Nothing but the lines below between the line holding "a pending token." and the line holding "for callback in", inclusive, should appear in the answer, each set down exactly.
··· Extracted information ···
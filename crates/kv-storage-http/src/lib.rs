//! HTTP transport for the kv-storage cache.
//!
//! - `KvClient`: REST client with rate-limit retry
//! - `HttpStorageWorker`: `StorageWorker` that runs client calls on a tokio runtime
//! - `Config`: connection settings, usable as flattened clap arguments

mod client;
mod config;
mod messages;
mod worker;

pub use client::KvClient;
pub use config::Config;
pub use messages::{CreateKvRequest, KvResponse, UpdateKvRequest};
pub use worker::HttpStorageWorker;
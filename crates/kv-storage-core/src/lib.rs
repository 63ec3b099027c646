//! Client-side cache of remote key-value records with optimistic concurrency.
//!
//! This crate defines the pieces shared by every transport:
//! - `AsyncToken`: Single-resolution result shared by concurrent callers
//! - `StorageWorker`: Capability boundary to the remote store, with delete notifications
//! - `StorageBucket`: Versioned cache entry for one key
//! - `StorageService`: Manifest of all buckets for the current principal
//! - `MemoryStorageWorker`: In-process store for embedding and tests

mod bucket;
mod error;
mod memory;
mod record;
mod service;
mod token;
mod worker;

#[cfg(test)]
mod testing;

pub use bucket::{CachedValue, StorageBucket};
pub use error::{ErrorKind, StorageError};
pub use memory::{CallCounts, MemoryStorageWorker};
pub use record::{KvRecord, LoadedValue};
pub use service::StorageService;
pub use token::{AsyncToken, Outcome};
pub use worker::{DeleteListener, DeleteNotifier, StorageWorker, SubscriptionId};
//! Single-resolution result token.
//!
//! An [`AsyncToken`] stands for the eventual outcome of one operation. It is
//! resolved exactly once, either with a value or with a [`StorageError`], and
//! every callback registered on it observes that one outcome. Clones share the
//! same state, which is how an in-flight operation is handed to several
//! callers at once.
//!
//! Callbacks registered after resolution fire inline on the registering
//! thread. Callbacks registered before resolution fire on the resolving
//! thread, in registration order.

use std::fmt;
use std::sync::{Arc, Mutex, MutexGuard, PoisonError};

use tokio::sync::oneshot;

use crate::error::StorageError;

/// Outcome carried by a resolved token.
pub type Outcome<T> = Result<T, StorageError>;

enum Callback<T> {
    Success(Box<dyn FnOnce(T) + Send>),
    Failure(Box<dyn FnOnce(StorageError) + Send>),
    Complete(Box<dyn FnOnce(Outcome<T>) + Send>),
}

impl<T> Callback<T> {
    fn fire(self, outcome: Outcome<T>) {
        match (self, outcome) {
            (Callback::Success(f), Ok(value)) => f(value),
            (Callback::Failure(f), Err(error)) => f(error),
            (Callback::Complete(f), outcome) => f(outcome),
            _ => {}
        }
    }
}

struct TokenState<T> {
    outcome: Option<Outcome<T>>,
    callbacks: Vec<Callback<T>>,
}

/// Handle to the eventual outcome of one operation.
pub struct AsyncToken<T> {
    state: Arc<Mutex<TokenState<T>>>,
}

impl<T> Clone for AsyncToken<T> {
    fn clone(&self) -> Self {
        Self {
            state: Arc::clone(&self.state),
        }
    }
}

impl<T> Default for AsyncToken<T>
where
    T: Clone + Send + 'static,
{
    fn default() -> Self {
        Self::new()
    }
}

impl<T> fmt::Debug for AsyncToken<T> {
    fn fmt(&self, f: &mut fmt::Formatter<'_>) -> fmt::Result {
        let state = self.state.lock().unwrap_or_else(PoisonError::into_inner);
        let status = match &state.outcome {
            None => "pending",
            Some(Ok(_)) => "succeeded",
            Some(Err(_)) => "failed",
        };
        f.debug_struct("AsyncToken")
            .field("status", &status)
            .field("callbacks", &state.callbacks.len())
            .finish()
    }
}

impl<T> AsyncToken<T>
where
    T: Clone + Send + 'static,
{
    /// Create a pending token.
    pub fn new() -> Self {
        Self {
            state: Arc::new(Mutex::new(TokenState {
                outcome: None,
                callbacks: Vec::new(),
            })),
        }
    }

    /// Create a token that has already succeeded.
    pub fn succeeded(value: T) -> Self {
        Self::from_result(Ok(value))
    }

    /// Create a token that has already failed.
    pub fn failed(error: StorageError) -> Self {
        Self::from_result(Err(error))
    }

    pub fn from_result(outcome: Outcome<T>) -> Self {
        let token = Self::new();
        token.resolve(outcome);
        token
    }

    fn lock(&self) -> MutexGuard<'_, TokenState<T>> {
        self.state.lock().unwrap_or_else(PoisonError::into_inner)
    }

    /// Resolve with a success value. Returns `false` if the token was already
    /// resolved, in which case nothing happens.
    pub fn succeed(&self, value: T) -> bool {
        self.resolve(Ok(value))
    }

    /// Resolve with a failure. Returns `false` if the token was already
    /// resolved, in which case nothing happens.
    pub fn fail(&self, error: StorageError) -> bool {
        self.resolve(Err(error))
    }

    /// Resolve with an outcome. First writer wins.
    pub fn resolve(&self, outcome: Outcome<T>) -> bool {
        let callbacks = {
            let mut state = self.lock();
            if state.outcome.is_some() {
                return false;
            }
            state.outcome = Some(outcome.clone());
            std::mem::take(&mut state.callbacks)
        };

        for callback in callbacks {
            callback.fire(outcome.clone());
        }
        true
    }

    fn register(&self, callback: Callback<T>) {
        let outcome = {
            let mut state = self.lock();
            match state.outcome.clone() {
                Some(outcome) => outcome,
                None => {
                    state.callbacks.push(callback);
                    return;
                }
            }
        };
        callback.fire(outcome);
    }

    /// Run `f` with the value once the token succeeds.
    pub fn on_success<F>(&self, f: F) -> &Self
    where
        F: FnOnce(T) + Send + 'static,
    {
        self.register(Callback::Success(Box::new(f)));
        self
    }

    /// Run `f` with the error once the token fails.
    pub fn on_failure<F>(&self, f: F) -> &Self
    where
        F: FnOnce(StorageError) + Send + 'static,
    {
        self.register(Callback::Failure(Box::new(f)));
        self
    }

    /// Run `f` with the outcome, whichever it is.
    pub fn on_complete<F>(&self, f: F) -> &Self
    where
        F: FnOnce(Outcome<T>) + Send + 'static,
    {
        self.register(Callback::Complete(Box::new(f)));
        self
    }

    pub fn is_resolved(&self) -> bool {
        self.lock().outcome.is_some()
    }

    /// Snapshot of the outcome, `None` while pending.
    pub fn outcome(&self) -> Option<Outcome<T>> {
        self.lock().outcome.clone()
    }

    /// Whether both handles refer to the same underlying token.
    pub fn same_as(&self, other: &Self) -> bool {
        Arc::ptr_eq(&self.state, &other.state)
    }

    /// Derive a token resolving with `f` applied to the success value.
    pub fn map<U, F>(&self, f: F) -> AsyncToken<U>
    where
        U: Clone + Send + 'static,
        F: FnOnce(T) -> U + Send + 'static,
    {
        self.and_then(move |value| Ok(f(value)))
    }

    /// Derive a token from a fallible continuation of the success value.
    pub fn and_then<U, F>(&self, f: F) -> AsyncToken<U>
    where
        U: Clone + Send + 'static,
        F: FnOnce(T) -> Outcome<U> + Send + 'static,
    {
        let derived = AsyncToken::new();
        let target = derived.clone();
        self.on_complete(move |outcome| {
            target.resolve(outcome.and_then(f));
        });
        derived
    }

    /// Wait for the outcome from async code.
    pub async fn wait(&self) -> Outcome<T> {
        let (tx, rx) = oneshot::channel();
        self.on_complete(move |outcome| {
            let _ = tx.send(outcome);
        });
        rx.await.unwrap_or_else(|_| {
            Err(StorageError::transport(
                "operation abandoned before completion",
            ))
        })
    }
}
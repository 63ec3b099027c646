use std::sync::atomic::{AtomicU64, AtomicUsize, Ordering};
use std::sync::{Mutex, MutexGuard, PoisonError};

use tracing::{debug, instrument};

use crate::error::StorageError;
use crate::record::{KvRecord, LoadedValue};
use crate::token::AsyncToken;
use crate::worker::{DeleteListener, DeleteNotifier, StorageWorker, SubscriptionId};

/// Number of calls made to each worker operation.
#[derive(Debug, Clone, Copy, Default, PartialEq, Eq)]
pub struct CallCounts {
    pub get_all: usize,
    pub create: usize,
    pub load: usize,
    pub save: usize,
    pub delete: usize,
}

#[derive(Debug, Default)]
struct Counters {
    get_all: AtomicUsize,
    create: AtomicUsize,
    load: AtomicUsize,
    save: AtomicUsize,
    delete: AtomicUsize,
}

/// In-process worker.
///
/// Behaves like the remote store: keys are assigned on create (`kv-{n}`),
/// records start at version 0, and a save must name exactly the next version
/// of the record. Every token it returns is already resolved.
#[derive(Debug)]
pub struct MemoryStorageWorker {
    owner: String,
    /// Records in creation order
    records: Mutex<Vec<KvRecord>>,
    next_key: AtomicU64,
    notifier: DeleteNotifier,
    counters: Counters,
}

impl Default for MemoryStorageWorker {
    fn default() -> Self {
        Self::new("local")
    }
}

impl MemoryStorageWorker {
    /// Create an empty store owned by `owner`.
    pub fn new(owner: impl Into<String>) -> Self {
        Self {
            owner: owner.into(),
            records: Mutex::new(Vec::new()),
            next_key: AtomicU64::new(0),
            notifier: DeleteNotifier::new(),
            counters: Counters::default(),
        }
    }

    fn records(&self) -> MutexGuard<'_, Vec<KvRecord>> {
        self.records.lock().unwrap_or_else(PoisonError::into_inner)
    }

    /// Insert or replace a record, as another client writing to the store
    /// would. Does not count as a call.
    pub fn upsert_record(&self, record: KvRecord) {
        let mut records = self.records();
        match records.iter_mut().find(|r| r.key == record.key) {
            Some(existing) => *existing = record,
            None => records.push(record),
        }
    }

    /// Snapshot of the stored records.
    pub fn snapshot(&self) -> Vec<KvRecord> {
        self.records().clone()
    }

    pub fn calls(&self) -> CallCounts {
        CallCounts {
            get_all: self.counters.get_all.load(Ordering::SeqCst),
            create: self.counters.create.load(Ordering::SeqCst),
            load: self.counters.load.load(Ordering::SeqCst),
            save: self.counters.save.load(Ordering::SeqCst),
            delete: self.counters.delete.load(Ordering::SeqCst),
        }
    }

    fn not_found(key: &str) -> StorageError {
        StorageError::Transport(format!("kv not found: {}", key))
    }

    fn encode(value: &serde_json::Value) -> Result<String, StorageError> {
        serde_json::to_string(value).map_err(StorageError::from)
    }
}

impl StorageWorker for MemoryStorageWorker {
    #[instrument(skip(self), level = "debug")]
    fn get_all(&self) -> AsyncToken<Vec<KvRecord>> {
        self.counters.get_all.fetch_add(1, Ordering::SeqCst);
        let records = self.snapshot();
        debug!("Listed {} records", records.len());
        AsyncToken::succeeded(records)
    }

    #[instrument(skip(self, value), level = "debug")]
    fn create(&self, value: serde_json::Value) -> AsyncToken<KvRecord> {
        self.counters.create.fetch_add(1, Ordering::SeqCst);
        let encoded = match Self::encode(&value) {
            Ok(encoded) => encoded,
            Err(e) => return AsyncToken::failed(e),
        };

        let record = KvRecord {
            key: format!("kv-{}", self.next_key.fetch_add(1, Ordering::SeqCst)),
            value: encoded,
            owner: self.owner.clone(),
            tags: String::new(),
            version: 0,
        };
        self.records().push(record.clone());
        debug!("Created {}", record.key);
        AsyncToken::succeeded(record)
    }

    #[instrument(skip(self), level = "debug")]
    fn load(&self, key: &str) -> AsyncToken<LoadedValue> {
        self.counters.load.fetch_add(1, Ordering::SeqCst);
        let outcome = self
            .records()
            .iter()
            .find(|r| r.key == key)
            .cloned()
            .ok_or_else(|| Self::not_found(key))
            .and_then(|record| {
                let value = serde_json::from_str(&record.value)?;
                Ok(LoadedValue {
                    value,
                    version: record.version,
                })
            });
        AsyncToken::from_result(outcome)
    }

    #[instrument(skip(self, value), level = "debug")]
    fn save(
        &self,
        key: &str,
        value: serde_json::Value,
        tags: &str,
        version: u64,
    ) -> AsyncToken<()> {
        self.counters.save.fetch_add(1, Ordering::SeqCst);
        let encoded = match Self::encode(&value) {
            Ok(encoded) => encoded,
            Err(e) => return AsyncToken::failed(e),
        };

        let mut records = self.records();
        let Some(record) = records.iter_mut().find(|r| r.key == key) else {
            return AsyncToken::failed(Self::not_found(key));
        };

        if version != record.version + 1 {
            debug!(
                "Rejecting save of {} at version {} (current {})",
                key, version, record.version
            );
            return AsyncToken::failed(StorageError::transport("version conflict"));
        }

        record.value = encoded;
        record.tags = tags.to_string();
        record.version = version;
        AsyncToken::succeeded(())
    }

    #[instrument(skip(self), level = "debug")]
    fn delete(&self, key: &str) -> AsyncToken<()> {
        self.counters.delete.fetch_add(1, Ordering::SeqCst);
        let removed = {
            let mut records = self.records();
            records
                .iter()
                .position(|r| r.key == key)
                .map(|index| records.remove(index))
        };

        match removed {
            Some(_) => {
                self.notifier.notify(key);
                AsyncToken::succeeded(())
            }
            None => AsyncToken::failed(Self::not_found(key)),
        }
    }

    fn subscribe_deletes(&self, listener: DeleteListener) -> SubscriptionId {
        self.notifier.subscribe(listener)
    }

    fn unsubscribe_deletes(&self, id: SubscriptionId) -> bool {
        self.notifier.unsubscribe(id)
    }
}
···
### Written solution
    /// Create a pending token.
    pub fn new() -> Self {
        Self {
            state: Arc::new(Mutex::new(TokenState {
                outcome: None,
                callbacks: Vec::new(),
            })),
        }
    }

    /// Create a token that has already succeeded.
    pub fn succeeded(value: T) -> Self {
        Self::from_result(Ok(value))
    }

    /// Create a token that has already failed.
    pub fn failed(error: StorageError) -> Self {
        Self::from_result(Err(error))
    }

    pub fn from_result(outcome: Outcome<T>) -> Self {
        let token = Self::new();
        token.resolve(outcome);
        token
    }

    fn lock(&self) -> MutexGuard<'_, TokenState<T>> {
        self.state.lock().unwrap_or_else(PoisonError::into_inner)
    }

    /// Resolve with a success value. Returns `false` if the token was already
    /// resolved, in which case nothing happens.
    pub fn succeed(&self, value: T) -> bool {
        self.resolve(Ok(value))
    }

    /// Resolve with a failure. Returns `false` if the token was already
    /// resolved, in which case nothing happens.
    pub fn fail(&self, error: StorageError) -> bool {
        self.resolve(Err(error))
    }

    /// Resolve with an outcome. First writer wins.
    pub fn resolve(&self, outcome: Outcome<T>) -> bool {
        let callbacks = {
            let mut state = self.lock();
            if state.outcome.is_some() {
                return false;
            }
            state.outcome = Some(outcome.clone());
            std::mem::take(&mut state.callbacks)
        };

        for callback in callbacks {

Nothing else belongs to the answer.